Collected data entries:
=== Begin Enclosure ===
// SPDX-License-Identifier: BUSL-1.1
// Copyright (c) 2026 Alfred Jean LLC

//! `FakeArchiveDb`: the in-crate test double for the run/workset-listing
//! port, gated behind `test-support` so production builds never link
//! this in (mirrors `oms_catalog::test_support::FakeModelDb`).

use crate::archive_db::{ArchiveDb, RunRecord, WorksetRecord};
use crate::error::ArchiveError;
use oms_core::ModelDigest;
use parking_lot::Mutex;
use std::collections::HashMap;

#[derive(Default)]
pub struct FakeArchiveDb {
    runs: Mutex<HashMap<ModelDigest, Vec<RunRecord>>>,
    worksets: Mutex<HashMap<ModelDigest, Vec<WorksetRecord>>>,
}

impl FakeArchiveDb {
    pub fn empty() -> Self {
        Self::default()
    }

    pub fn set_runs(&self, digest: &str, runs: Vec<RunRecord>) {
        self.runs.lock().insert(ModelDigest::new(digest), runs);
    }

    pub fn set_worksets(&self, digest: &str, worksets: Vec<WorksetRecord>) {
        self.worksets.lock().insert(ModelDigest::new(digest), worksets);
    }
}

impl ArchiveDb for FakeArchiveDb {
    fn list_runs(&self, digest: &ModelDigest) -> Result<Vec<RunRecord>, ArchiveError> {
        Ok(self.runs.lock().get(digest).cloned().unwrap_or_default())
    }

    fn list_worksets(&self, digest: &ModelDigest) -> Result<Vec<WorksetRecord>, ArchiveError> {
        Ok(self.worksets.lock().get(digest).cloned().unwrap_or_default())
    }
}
=== End Enclosure ===
Task brief:
Please copy the lines above from the line with "Alfred Jean LLC" up to and including the line with "use crate::error::ArchiveError;", exactly as written and with nothing else.

Response to the exercise:
// Copyright (c) 2026 Alfred Jean LLC

//! `FakeArchiveDb`: the in-crate test double for the run/workset-listing
//! port, gated behind `test-support` so production builds never link
//! this in (mirrors `oms_catalog::test_support::FakeModelDb`).

use crate::archive_db::{ArchiveDb, RunRecord, WorksetRecord};
use crate::error::ArchiveError;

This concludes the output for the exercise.